:: TASK MATERIAL ::
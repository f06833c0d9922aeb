//! Filter compositing
//!
//! Both render modes go through [`apply_filters`]:
//! - preview: returns a fresh raster for display; the raw frame is never touched
//! - commit: bakes the filters into new pixels and encodes them as a PNG data URI
//!
//! PNG is lossless, so a committed still decodes to exactly the pixels the
//! preview showed.

mod stages;

pub use stages::apply_stage;

use crate::error::{BoothError, BoothResult};
use crate::filters::FilterState;
use crate::gallery::payload;
use image::{imageops, ImageFormat, RgbImage};
use std::io::Cursor;

/// MIME type of committed stills
pub const STILL_MIME: &str = "image/png";

/// Filter-free snapshot of the camera at capture time
#[derive(Debug, Clone, PartialEq)]
pub struct RawFrame {
    image: RgbImage,
}

impl RawFrame {
    pub fn new(image: RgbImage) -> Self {
        Self { image }
    }

    pub fn image(&self) -> &RgbImage {
        &self.image
    }
}

/// Fit a frame to the canvas resolution
pub fn fit_to_canvas(frame: RgbImage, width: u32, height: u32) -> RgbImage {
    if frame.dimensions() == (width, height) {
        return frame;
    }
    tracing::debug!(
        "Resizing frame {}x{} to canvas {}x{}",
        frame.width(),
        frame.height(),
        width,
        height
    );
    imageops::resize(&frame, width, height, imageops::FilterType::Triangle)
}

/// Run every filter stage, in pipeline order, over a source raster
pub fn apply_filters(source: &RgbImage, filters: &FilterState) -> RgbImage {
    let _span = tracing::debug_span!("apply_filters").entered();

    let mut out = source.clone();
    if filters.is_neutral() {
        return out;
    }

    let stages: Vec<_> = filters.stages().collect();
    for pixel in out.pixels_mut() {
        let mut rgb = [
            pixel[0] as f32 / 255.0,
            pixel[1] as f32 / 255.0,
            pixel[2] as f32 / 255.0,
        ];
        for &(kind, value) in &stages {
            rgb = apply_stage(kind, value, rgb);
        }
        pixel.0 = rgb.map(to_u8);
    }

    out
}

#[inline]
fn to_u8(c: f32) -> u8 {
    (c * 255.0).round().clamp(0.0, 255.0) as u8
}

/// Non-destructive on-screen rendering of the raw frame
pub fn preview(raw: &RawFrame, filters: &FilterState) -> RgbImage {
    apply_filters(raw.image(), filters)
}

/// Bake the filters into new pixels and encode a standalone PNG data URI
pub fn commit(raw: &RawFrame, filters: &FilterState) -> BoothResult<String> {
    let _span = tracing::debug_span!("commit").entered();

    let baked = apply_filters(raw.image(), filters);
    let png = encode_png(&baked)?;
    Ok(payload::encode_data_uri(STILL_MIME, &png))
}

pub fn encode_png(image: &RgbImage) -> BoothResult<Vec<u8>> {
    let mut bytes = Vec::new();
    image
        .write_to(&mut Cursor::new(&mut bytes), ImageFormat::Png)
        .map_err(|e| BoothError::encode(format!("failed to encode PNG: {e}")))?;
    Ok(bytes)
}
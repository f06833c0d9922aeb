use crate::capture::FacingMode;
use crate::recorder::RecordSettings;
use std::path::PathBuf;

pub const DEFAULT_CANVAS_WIDTH: u32 = 640;
pub const DEFAULT_CANVAS_HEIGHT: u32 = 480;
pub const DEFAULT_FPS: u32 = 30;

/// Resolved session settings
#[derive(Debug, Clone, PartialEq, Eq)]
pub struct BoothConfig {
    /// Key-value storage file holding the gallery
    pub storage_path: PathBuf,
    pub canvas_width: u32,
    pub canvas_height: u32,
    pub fps: u32,
    pub front_device: u32,
    pub back_device: u32,
    pub facing: FacingMode,
}

impl Default for BoothConfig {
    fn default() -> Self {
        Self {
            storage_path: default_storage_path(),
            canvas_width: DEFAULT_CANVAS_WIDTH,
            canvas_height: DEFAULT_CANVAS_HEIGHT,
            fps: DEFAULT_FPS,
            front_device: 0,
            back_device: 1,
            facing: FacingMode::Front,
        }
    }
}

impl BoothConfig {
    pub fn record_settings(&self) -> RecordSettings {
        RecordSettings {
            width: self.canvas_width,
            height: self.canvas_height,
            fps: self.fps,
        }
    }
}

/// `<data dir>/photo-booth/storage.json`, or `./storage.json` when the
/// platform has no data directory
pub fn default_storage_path() -> PathBuf {
    dirs::data_dir()
        .map(|dir| dir.join("photo-booth"))
        .unwrap_or_else(|| PathBuf::from("."))
        .join("storage.json")
}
:::
Search the entries above for "source". Show every line that has it.

## RESULT FOR THIS TASK
/// Run every filter stage, in pipeline order, over a source raster
pub fn apply_filters(source: &RgbImage, filters: &FilterState) -> RgbImage {
    let mut out = source.clone();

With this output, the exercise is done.